Le document souligne que, bien que la CRP/FRP ait été officiellement créée le 10 janvier 2025 et se positionne en faveur de l’autonomie régionale, son influence reste limitée. Les experts notent une fragilité interne au sein du mouvement, aggravée par des défections récentes au sein de sa direction.

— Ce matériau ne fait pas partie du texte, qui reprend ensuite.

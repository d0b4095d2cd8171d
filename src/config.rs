//! # Monorepo Configuration Store
//!
//! This module defines the data structures persisted in the `.monorepo.json`
//! document at the monorepo root and the logic for loading and saving them.
//!
//! ## Key Components
//!
//! - **`MonorepoConfig`**: The persisted document: a name, an optional
//!   description, the registered modules and the link records.
//!
//! - **`Module`**: One registered Git working tree. Its path is stored
//!   relative to the root; the absolute path is derived on load and never
//!   written back.
//!
//! - **`LinkRecord`**: One deduplicated file shared between a source location
//!   and any number of target locations, all backed by a master copy.
//!
//! - **`Monorepo`**: A loaded document bound to the root directory it was
//!   found in. All mutating operations take `&mut Monorepo` and persist
//!   through [`Monorepo::save`].
//!
//! ## Schema Evolution
//!
//! Documents carry a `version`. Documents written before versioning existed
//! are read as version 1, a missing `links` list is read as empty, and the
//! document is upgraded to the current version in memory. Versions newer
//! than this build are rejected as corrupt rather than half-understood.

use std::fs;
use std::path::{Path, PathBuf};

use log::{debug, info};
use serde::{Deserialize, Serialize};

use crate::defaults::{
    CONFIG_FILENAME, CURRENT_SCHEMA_VERSION, LEGACY_SCHEMA_VERSION, LINKS_DIRNAME,
    LOCKFILE_FILENAME,
};
use crate::error::{Error, Result};
use crate::filesystem;
use crate::path;

fn legacy_version() -> u32 {
    LEGACY_SCHEMA_VERSION
}

/// The persisted monorepo configuration document
#[derive(Debug, Clone, PartialEq, Serialize, Deserialize)]
pub struct MonorepoConfig {
    /// Schema version of the document.
    #[serde(default = "legacy_version")]
    pub version: u32,
    /// Human-readable name of the monorepo.
    pub name: String,
    /// Optional free-form description.
    #[serde(default, skip_serializing_if = "Option::is_none")]
    pub description: Option<String>,
    /// Registered modules, in insertion order.
    #[serde(default)]
    pub modules: Vec<Module>,
    /// Deduplicated file links between modules.
    #[serde(default)]
    pub links: Vec<LinkRecord>,
}

/// A registered module
#[derive(Debug, Clone, PartialEq, Eq, Serialize, Deserialize)]
pub struct Module {
    /// Unique module name.
    pub name: String,
    /// Path of the module root relative to the monorepo root, `/`-separated.
    #[serde(rename = "path")]
    pub relative_path: String,
    /// Optional free-form description.
    #[serde(default, skip_serializing_if = "Option::is_none")]
    pub description: Option<String>,
    /// Absolute module path, derived from `relative_path` on load.
    #[serde(skip)]
    pub absolute_path: PathBuf,
    /// Branch observed during this process, cached by branch switching.
    #[serde(skip)]
    pub current_branch: Option<String>,
}

/// One location of a linked file: a module and a path inside it
#[derive(Debug, Clone, PartialEq, Eq, Hash, Serialize, Deserialize)]
pub struct LinkEndpoint {
    /// Name of the module holding the file.
    pub module: String,
    /// `/`-separated path of the file relative to the module root.
    pub path: String,
}

/// A deduplicated file replicated into one or more module locations
#[derive(Debug, Clone, PartialEq, Serialize, Deserialize)]
pub struct LinkRecord {
    /// Where the file originally lived.
    pub source: LinkEndpoint,
    /// Additional locations sharing the same master copy.
    #[serde(default)]
    pub targets: Vec<LinkEndpoint>,
    /// File name of the master copy inside the links directory.
    #[serde(rename = "masterCopy")]
    pub master_copy: String,
}

impl LinkEndpoint {
    pub fn new(module: impl Into<String>, path: impl Into<String>) -> Self {
        Self {
            module: module.into(),
            path: path.into(),
        }
    }
}

impl std::fmt::Display for LinkEndpoint {
    fn fmt(&self, f: &mut std::fmt::Formatter<'_>) -> std::fmt::Result {
        write!(f, "{}/{}", self.module, self.path)
    }
}

impl LinkRecord {
    /// Whether `endpoint` is this record's source or one of its targets.
    pub fn involves(&self, endpoint: &LinkEndpoint) -> bool {
        self.source == *endpoint || self.targets.contains(endpoint)
    }

    /// Whether any endpoint of this record lives in `module`.
    pub fn references_module(&self, module: &str) -> bool {
        self.source.module == module || self.targets.iter().any(|t| t.module == module)
    }
}

impl MonorepoConfig {
    /// Create an empty configuration at the current schema version.
    pub fn new(name: impl Into<String>, description: Option<String>) -> Self {
        Self {
            version: CURRENT_SCHEMA_VERSION,
            name: name.into(),
            description,
            modules: Vec::new(),
            links: Vec::new(),
        }
    }

    /// Parse a document, filling defaults for fields older versions lacked.
    pub fn parse(content: &str, origin: &Path) -> Result<Self> {
        let mut config: MonorepoConfig =
            serde_json::from_str(content).map_err(|e| Error::CorruptConfig {
                path: origin.to_path_buf(),
                message: e.to_string(),
                hint: None,
            })?;

        if config.version > CURRENT_SCHEMA_VERSION {
            return Err(Error::CorruptConfig {
                path: origin.to_path_buf(),
                message: format!(
                    "unsupported schema version {} (this build understands up to {})",
                    config.version, CURRENT_SCHEMA_VERSION
                ),
                hint: Some("Upgrade mono to a newer release".to_string()),
            });
        }
        if config.version < CURRENT_SCHEMA_VERSION {
            debug!(
                "upgrading config schema from version {} to {}",
                config.version, CURRENT_SCHEMA_VERSION
            );
            config.version = CURRENT_SCHEMA_VERSION;
        }

        Ok(config)
    }

    /// Serialize the document in its persisted form.
    ///
    /// Derived fields are `#[serde(skip)]` and never appear in the output.
    pub fn to_json(&self) -> Result<String> {
        let mut json = serde_json::to_string_pretty(self)?;
        json.push('\n');
        Ok(json)
    }

    /// Derive every module's absolute path from its stored relative path.
    pub fn resolve_module_paths(&mut self, root: &Path) {
        for module in &mut self.modules {
            module.absolute_path =
                path::resolve_from(root, path::from_portable(&module.relative_path));
        }
    }

    /// Look up a module by name.
    pub fn module(&self, name: &str) -> Option<&Module> {
        self.modules.iter().find(|m| m.name == name)
    }

    /// Find the module whose directory contains `path`.
    ///
    /// Containment is component-wise, and when modules are nested the one
    /// with the longest matching path wins.
    pub fn find_module_containing(&self, path: &Path) -> Option<&Module> {
        let path = path::normalize(path);
        self.modules
            .iter()
            .filter(|m| path.starts_with(&m.absolute_path))
            .max_by_key(|m| m.absolute_path.components().count())
    }

    /// Index of the link record that `endpoint` belongs to, if any.
    pub fn link_index_for(&self, endpoint: &LinkEndpoint) -> Option<usize> {
        self.links.iter().position(|record| record.involves(endpoint))
    }
}

/// A configuration document bound to its monorepo root
#[derive(Debug, Clone)]
pub struct Monorepo {
    root: PathBuf,
    /// The loaded document, with derived module paths filled in.
    pub config: MonorepoConfig,
}

impl Monorepo {
    /// Load the monorepo containing the current working directory.
    pub fn load() -> Result<Self> {
        let cwd = std::env::current_dir()?;
        Self::load_from(&cwd)
    }

    /// Load the monorepo containing `start`.
    ///
    /// Fails with `NotInitialized` when no ancestor holds a configuration
    /// document and with `CorruptConfig` when the document cannot be parsed.
    pub fn load_from(start: &Path) -> Result<Self> {
        let root = path::find_root(Some(start))?.ok_or_else(|| Error::NotInitialized {
            start: start.to_path_buf(),
        })?;

        let config_path = root.join(CONFIG_FILENAME);
        let content = fs::read_to_string(&config_path)?;
        let mut config = MonorepoConfig::parse(&content, &config_path)?;
        config.resolve_module_paths(&root);
        debug!(
            "loaded monorepo '{}' from {} ({} modules, {} links)",
            config.name,
            root.display(),
            config.modules.len(),
            config.links.len()
        );

        Ok(Self { root, config })
    }

    /// Bind a configuration to `root` without touching the disk.
    pub fn new(root: PathBuf, mut config: MonorepoConfig) -> Self {
        let root = path::normalize(&root);
        config.resolve_module_paths(&root);
        Self { root, config }
    }

    /// Persist the configuration document.
    ///
    /// The root is re-resolved first so a document that disappeared since
    /// loading is reported as `NotInitialized` rather than silently
    /// recreated.
    pub fn save(&self) -> Result<()> {
        match path::find_root(Some(&self.root))? {
            Some(found) if found == self.root => {}
            _ => {
                return Err(Error::NotInitialized {
                    start: self.root.clone(),
                })
            }
        }

        let json = self.config.to_json()?;
        filesystem::write_atomic(&self.config_path(), json.as_bytes())?;
        info!("saved monorepo config to {}", self.config_path().display());
        Ok(())
    }

    /// The monorepo root directory.
    pub fn root(&self) -> &Path {
        &self.root
    }

    pub fn config_path(&self) -> PathBuf {
        self.root.join(CONFIG_FILENAME)
    }

    pub fn links_dir(&self) -> PathBuf {
        self.root.join(LINKS_DIRNAME)
    }

    pub fn lock_path(&self) -> PathBuf {
        self.root.join(LOCKFILE_FILENAME)
    }

    /// Path of a master copy inside the links directory.
    pub fn master_copy_path(&self, name: &str) -> PathBuf {
        self.links_dir().join(name)
    }

    /// Absolute path of a link endpoint, if its module is registered.
    pub fn endpoint_path(&self, endpoint: &LinkEndpoint) -> Option<PathBuf> {
        self.config
            .module(&endpoint.module)
            .map(|m| m.absolute_path.join(path::from_portable(&endpoint.path)))
    }
}
//! Cooperative, file-based mutual exclusion for mutating operations
//!
//! The lock is a small JSON side-file at the monorepo root. Acquiring it
//! flips `locked` to true and records who took it; releasing flips it back.
//! There is no expiry and the stored pid is informational only, so a holder
//! that dies without releasing leaves the lock held until `mono unlock`.
//!
//! [`acquire`] returns a [`LockGuard`]. Call [`LockGuard::release`] on the
//! success path to surface write errors; every other exit path (early `?`
//! return or panic unwinding) releases the lock from `Drop`.

use std::fs;
use std::path::{Path, PathBuf};

use chrono::{SecondsFormat, Utc};
use log::{debug, error, warn};
use serde::{Deserialize, Serialize};

use crate::defaults::LOCKFILE_FILENAME;
use crate::error::{Error, Result};
use crate::filesystem;

/// Contents of the lockfile
#[derive(Debug, Clone, Default, PartialEq, Eq, Serialize, Deserialize)]
pub struct LockRecord {
    /// Whether an operation currently holds the lock.
    pub locked: bool,
    /// ISO-8601 time the lock was last acquired.
    #[serde(default, skip_serializing_if = "Option::is_none")]
    pub timestamp: Option<String>,
    /// Process id of the last holder.
    #[serde(default, skip_serializing_if = "Option::is_none")]
    pub pid: Option<u32>,
}

impl LockRecord {
    fn write(&self, path: &Path) -> Result<()> {
        let json = serde_json::to_string_pretty(self)?;
        filesystem::write_atomic(path, json.as_bytes())
    }
}

/// Read the lock record at `root`.
///
/// An absent or unparsable lockfile reads as unlocked.
pub fn read(root: &Path) -> LockRecord {
    let path = root.join(LOCKFILE_FILENAME);
    match fs::read_to_string(&path) {
        Ok(content) => serde_json::from_str(&content).unwrap_or_else(|e| {
            warn!("ignoring unreadable lockfile {}: {}", path.display(), e);
            LockRecord::default()
        }),
        Err(_) => LockRecord::default(),
    }
}

/// Write a fresh, unlocked lockfile at `root`.
pub fn initialize(root: &Path) -> Result<()> {
    LockRecord::default().write(&root.join(LOCKFILE_FILENAME))
}

/// Acquire the monorepo lock at `root`.
///
/// Fails with `LockHeld` if the lockfile says another operation holds it.
pub fn acquire(root: &Path) -> Result<LockGuard> {
    let path = root.join(LOCKFILE_FILENAME);
    let current = read(root);
    if current.locked {
        return Err(Error::LockHeld {
            pid: current.pid,
            since: current.timestamp,
        });
    }

    let record = LockRecord {
        locked: true,
        timestamp: Some(Utc::now().to_rfc3339_opts(SecondsFormat::Millis, true)),
        pid: Some(std::process::id()),
    };
    record.write(&path)?;
    debug!("acquired lock {}", path.display());

    Ok(LockGuard {
        path,
        record,
        released: false,
    })
}

/// Clear the lock regardless of who holds it.
///
/// Returns the record that was cleared when the lock was held.
pub fn force_unlock(root: &Path) -> Result<Option<LockRecord>> {
    let current = read(root);
    if !current.locked {
        return Ok(None);
    }

    let cleared = LockRecord {
        locked: false,
        ..current.clone()
    };
    cleared.write(&root.join(LOCKFILE_FILENAME))?;
    warn!(
        "force-cleared lock held by pid {:?} since {:?}",
        current.pid, current.timestamp
    );
    Ok(Some(current))
}

/// Scoped ownership of the monorepo lock
#[derive(Debug)]
pub struct LockGuard {
    path: PathBuf,
    record: LockRecord,
    released: bool,
}

impl LockGuard {
    /// Release the lock, reporting any failure to write the lockfile.
    pub fn release(mut self) -> Result<()> {
        self.released = true;
        self.write_unlocked()
    }

    fn write_unlocked(&self) -> Result<()> {
        let record = LockRecord {
            locked: false,
            ..self.record.clone()
        };
        record.write(&self.path)?;
        debug!("released lock {}", self.path.display());
        Ok(())
    }
}

impl Drop for LockGuard {
    fn drop(&mut self) {
        if self.released {
            return;
        }
        if let Err(e) = self.write_unlocked() {
            error!("failed to release lock {}: {}", self.path.display(), e);
        }
    }
}
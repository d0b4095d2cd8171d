//! # Remove Command Implementation

use anyhow::Result;
use clap::Args;

use virtual_monorepo::config::Monorepo;
use virtual_monorepo::output::{emoji, OutputConfig};
use virtual_monorepo::registry;

/// Unregister a module
#[derive(Args, Debug)]
pub struct RemoveArgs {
    /// Name of the module to remove
    #[arg(short, long)]
    pub name: String,
}

/// Execute the `remove` command.
///
/// The module's files are left untouched. Link records that still point
/// into the module are reported; `mono check` cleans them up.
pub fn execute(args: RemoveArgs, color_flag: &str) -> Result<()> {
    let out = OutputConfig::from_env_and_flag(color_flag);
    let mut repo = Monorepo::load()?;

    let removed = registry::remove_module(&mut repo, &args.name)?;
    println!(
        "{} {}",
        emoji(&out, "✅", "[OK]"),
        out.success(&format!("Removed module '{}'", removed.module.name))
    );

    if removed.dangling_links > 0 {
        println!(
            "{} {}",
            emoji(&out, "⚠️", "[WARN]"),
            out.warning(&format!(
                "{} link record(s) still reference '{}'. Run `mono check` to clean them up.",
                removed.dangling_links, removed.module.name
            ))
        );
    }
    Ok(())
}
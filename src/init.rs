//! Creating a new monorepo root.
//!
//! Besides the configuration document, links directory and lockfile, `init`
//! sets up a meta repository at the root that tracks only the configuration
//! document. Failing to set up the meta repository is reported in the
//! [`InitReport`] and never fails the initialisation itself.

use std::fs;
use std::path::{Path, PathBuf};

use log::{debug, info, warn};

use crate::config::{Monorepo, MonorepoConfig};
use crate::defaults::{
    CONFIG_FILENAME, GITIGNORE_FILENAME, LINKS_DIRNAME, LOCKFILE_FILENAME,
    META_INIT_COMMIT_MESSAGE,
};
use crate::error::{Error, Result};
use crate::filesystem;
use crate::git;
use crate::lock;
use crate::path;
use crate::repository::GitOperations;

/// State of the meta repository after `init`
#[derive(Debug, Clone, PartialEq, Eq)]
pub enum MetaRepository {
    /// A new repository was created and the configuration committed.
    Created,
    /// The root already was a Git repository and was left alone.
    AlreadyPresent,
    /// Setting up the repository failed.
    Failed(String),
}

/// What `init` created
#[derive(Debug, Clone)]
pub struct InitReport {
    pub root: PathBuf,
    pub config_path: PathBuf,
    pub links_dir: PathBuf,
    pub lockfile: PathBuf,
    pub meta: MetaRepository,
}

/// Default monorepo name for `dir`: its final path component.
pub fn default_name(dir: &Path) -> String {
    dir.file_name()
        .map(|n| n.to_string_lossy().into_owned())
        .unwrap_or_else(|| "monorepo".to_string())
}

/// Initialise a monorepo rooted at `dir`, creating the directory if needed.
///
/// Fails with `AlreadyInitialized` when `dir` or any ancestor already holds
/// a configuration document.
pub fn init(
    dir: &Path,
    name: Option<&str>,
    description: Option<&str>,
    git: &dyn GitOperations,
) -> Result<(Monorepo, InitReport)> {
    let root = path::resolve(dir)?;
    if let Some(existing) = path::find_root(Some(&root))? {
        return Err(Error::AlreadyInitialized { root: existing });
    }
    filesystem::ensure_dir(&root)?;

    let name = name
        .map(str::to_string)
        .unwrap_or_else(|| default_name(&root));
    let config = MonorepoConfig::new(name, description.map(str::to_string));

    let config_path = root.join(CONFIG_FILENAME);
    filesystem::write_atomic(&config_path, config.to_json()?.as_bytes())?;
    let links_dir = root.join(LINKS_DIRNAME);
    filesystem::ensure_dir(&links_dir)?;
    lock::initialize(&root)?;
    info!("initialized monorepo '{}' at {}", config.name, root.display());

    let meta = if git::has_git_marker(&root) {
        debug!("{} is already a Git repository", root.display());
        MetaRepository::AlreadyPresent
    } else {
        match init_meta_repository(&root, git) {
            Ok(()) => MetaRepository::Created,
            Err(e) => {
                warn!("failed to initialize meta repository: {}", e);
                MetaRepository::Failed(e.to_string())
            }
        }
    };

    ensure_gitignore(
        &root,
        &[LINKS_DIRNAME.to_string(), format!("!{}", LOCKFILE_FILENAME)],
    )?;

    let report = InitReport {
        config_path,
        links_dir,
        lockfile: root.join(LOCKFILE_FILENAME),
        meta,
        root: root.clone(),
    };
    Ok((Monorepo::new(root, config), report))
}

fn init_meta_repository(root: &Path, git: &dyn GitOperations) -> Result<()> {
    git.init(root)?;
    ensure_gitignore(root, &["*".to_string(), format!("!{}", CONFIG_FILENAME)])?;
    git.add_paths(root, &[CONFIG_FILENAME])?;
    git.commit(root, META_INIT_COMMIT_MESSAGE)?;
    info!("initialized meta repository in {}", root.display());
    Ok(())
}

/// Append the `entries` missing from the root `.gitignore`.
///
/// Existing content is kept as-is; the file is created when absent.
pub fn ensure_gitignore(root: &Path, entries: &[String]) -> Result<()> {
    let gitignore = root.join(GITIGNORE_FILENAME);
    let mut content = match fs::read_to_string(&gitignore) {
        Ok(content) => content,
        Err(e) if e.kind() == std::io::ErrorKind::NotFound => String::new(),
        Err(e) => return Err(e.into()),
    };

    let missing: Vec<&String> = entries
        .iter()
        .filter(|entry| !content.lines().any(|line| line.trim() == entry.as_str()))
        .collect();
    if missing.is_empty() {
        return Ok(());
    }

    if !content.is_empty() && !content.ends_with('\n') {
        content.push('\n');
    }
    for entry in missing {
        content.push_str(entry);
        content.push('\n');
    }
    filesystem::write_atomic(&gitignore, content.as_bytes())
}
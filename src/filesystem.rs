//! Host filesystem helpers for deduplicated links
//!
//! The link engine and the audit engine only ever touch the disk through
//! these functions: atomic document writes, hardlinks that replace an
//! existing regular file, storage identity checks, and deterministic file
//! enumeration under a directory.

use std::fs;
use std::io::{self, Write};
use std::path::{Path, PathBuf};

use log::debug;
use tempfile::NamedTempFile;
use walkdir::WalkDir;

use crate::defaults::GIT_MARKER;
use crate::error::{Error, Result};

/// Write `contents` to `path` so readers never observe a partial file.
///
/// The data goes to a temporary file in the same directory which is then
/// renamed over the destination. The destination keeps its permissions; a
/// new file gets mode 0644 instead of the private mode of temporary files.
pub fn write_atomic(path: &Path, contents: &[u8]) -> Result<()> {
    let dir = path
        .parent()
        .filter(|p| !p.as_os_str().is_empty())
        .unwrap_or_else(|| Path::new("."));
    let mut tmp = NamedTempFile::new_in(dir)?;
    tmp.write_all(contents)?;
    let permissions = match fs::metadata(path) {
        Ok(meta) => Some(meta.permissions()),
        Err(_) => default_permissions(),
    };
    if let Some(permissions) = permissions {
        tmp.as_file().set_permissions(permissions)?;
    }
    tmp.as_file().sync_all()?;
    tmp.persist(path).map_err(|e| Error::Io(e.error))?;
    Ok(())
}

#[cfg(unix)]
fn default_permissions() -> Option<fs::Permissions> {
    use std::os::unix::fs::PermissionsExt;
    Some(fs::Permissions::from_mode(0o644))
}

#[cfg(not(unix))]
fn default_permissions() -> Option<fs::Permissions> {
    None
}

/// Create `dir` and all missing parents.
pub fn ensure_dir(dir: &Path) -> Result<()> {
    if !dir.is_dir() {
        debug!("creating directory {}", dir.display());
        fs::create_dir_all(dir)?;
    }
    Ok(())
}

/// Create the parent directory of `path` if needed.
pub fn ensure_parent(path: &Path) -> Result<()> {
    match path.parent() {
        Some(parent) if !parent.as_os_str().is_empty() => ensure_dir(parent),
        _ => Ok(()),
    }
}

/// Whether anything (file, directory or dangling symlink) exists at `path`.
pub fn entry_exists(path: &Path) -> bool {
    fs::symlink_metadata(path).is_ok()
}

/// Hardlink `dest` to `master`, replacing a regular file already at `dest`.
///
/// If `dest` already shares storage with `master` nothing is done. Any error
/// other than "already exists" propagates, as does a failure to remove the
/// existing entry (for example when it is a directory).
pub fn hard_link_replacing(master: &Path, dest: &Path) -> Result<()> {
    let link_err = |source: io::Error| Error::Link {
        src: master.to_path_buf(),
        dst: dest.to_path_buf(),
        source,
    };

    match fs::hard_link(master, dest) {
        Ok(()) => {
            debug!("hardlinked {} -> {}", dest.display(), master.display());
            Ok(())
        }
        Err(e) if e.kind() == io::ErrorKind::AlreadyExists => {
            if same_file(master, dest).map_err(link_err)? {
                return Ok(());
            }
            debug!("replacing {} with a hardlink", dest.display());
            fs::remove_file(dest).map_err(link_err)?;
            fs::hard_link(master, dest).map_err(link_err)
        }
        Err(e) => Err(link_err(e)),
    }
}

/// Copy `src` to `dest`, creating parent directories.
pub fn copy_file(src: &Path, dest: &Path) -> Result<()> {
    ensure_parent(dest)?;
    fs::copy(src, dest).map_err(|source| Error::Link {
        src: src.to_path_buf(),
        dst: dest.to_path_buf(),
        source,
    })?;
    debug!("copied {} -> {}", src.display(), dest.display());
    Ok(())
}

/// Whether two paths refer to the same underlying storage unit.
#[cfg(unix)]
pub fn same_file(a: &Path, b: &Path) -> io::Result<bool> {
    use std::os::unix::fs::MetadataExt;

    let (ma, mb) = (fs::metadata(a)?, fs::metadata(b)?);
    Ok(ma.dev() == mb.dev() && ma.ino() == mb.ino())
}

/// Whether two paths refer to the same underlying storage unit.
///
/// Without stable inode access this falls back to comparing size and
/// content, which cannot tell a broken hardlink from an identical copy.
#[cfg(not(unix))]
pub fn same_file(a: &Path, b: &Path) -> io::Result<bool> {
    let (ma, mb) = (fs::metadata(a)?, fs::metadata(b)?);
    if ma.len() != mb.len() {
        return Ok(false);
    }
    Ok(fs::read(a)? == fs::read(b)?)
}

/// List every non-directory entry under `dir`, relative to `dir`.
///
/// Entries are sorted by file name at each level so callers see a stable
/// order. `.git` directories are not descended into.
pub fn list_files(dir: &Path) -> Result<Vec<PathBuf>> {
    let mut files = Vec::new();

    let walker = WalkDir::new(dir)
        .follow_links(false)
        .sort_by_file_name()
        .into_iter()
        .filter_entry(|e| !(e.file_type().is_dir() && e.file_name() == GIT_MARKER));

    for entry in walker {
        let entry = entry.map_err(|e| {
            Error::Io(
                e.into_io_error()
                    .unwrap_or_else(|| io::Error::other("filesystem loop detected")),
            )
        })?;
        if entry.file_type().is_dir() {
            continue;
        }
        if let Ok(relative) = entry.path().strip_prefix(dir) {
            files.push(relative.to_path_buf());
        }
    }

    Ok(files)
}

Une base militaire et communautaire en déclin
En novembre 2025, la CRP/FRP comptait environ 300 combattants. Aujourd’hui, ses effectifs auraient presque triplé, atteignant près de 1 000 membres. Cependant, cette croissance masque une réalité préoccupante : la majorité des recrues proviennent de la communauté Hema, tandis que les tentatives de recrutement auprès des Lendu ou d’autres groupes locaux restent infructueuses.
Les experts de l’ONU indiquent que le mouvement recrute également dans les camps de déplacés internes en Ituri et dans les camps de réfugiés en Ouganda. Certains anciens éléments du groupe Zaïre et d’anciens combattants du M23 auraient rejoint ses rangs, notamment via des réseaux dirigés par Innocent Kaina, visé par des sanctions internationales.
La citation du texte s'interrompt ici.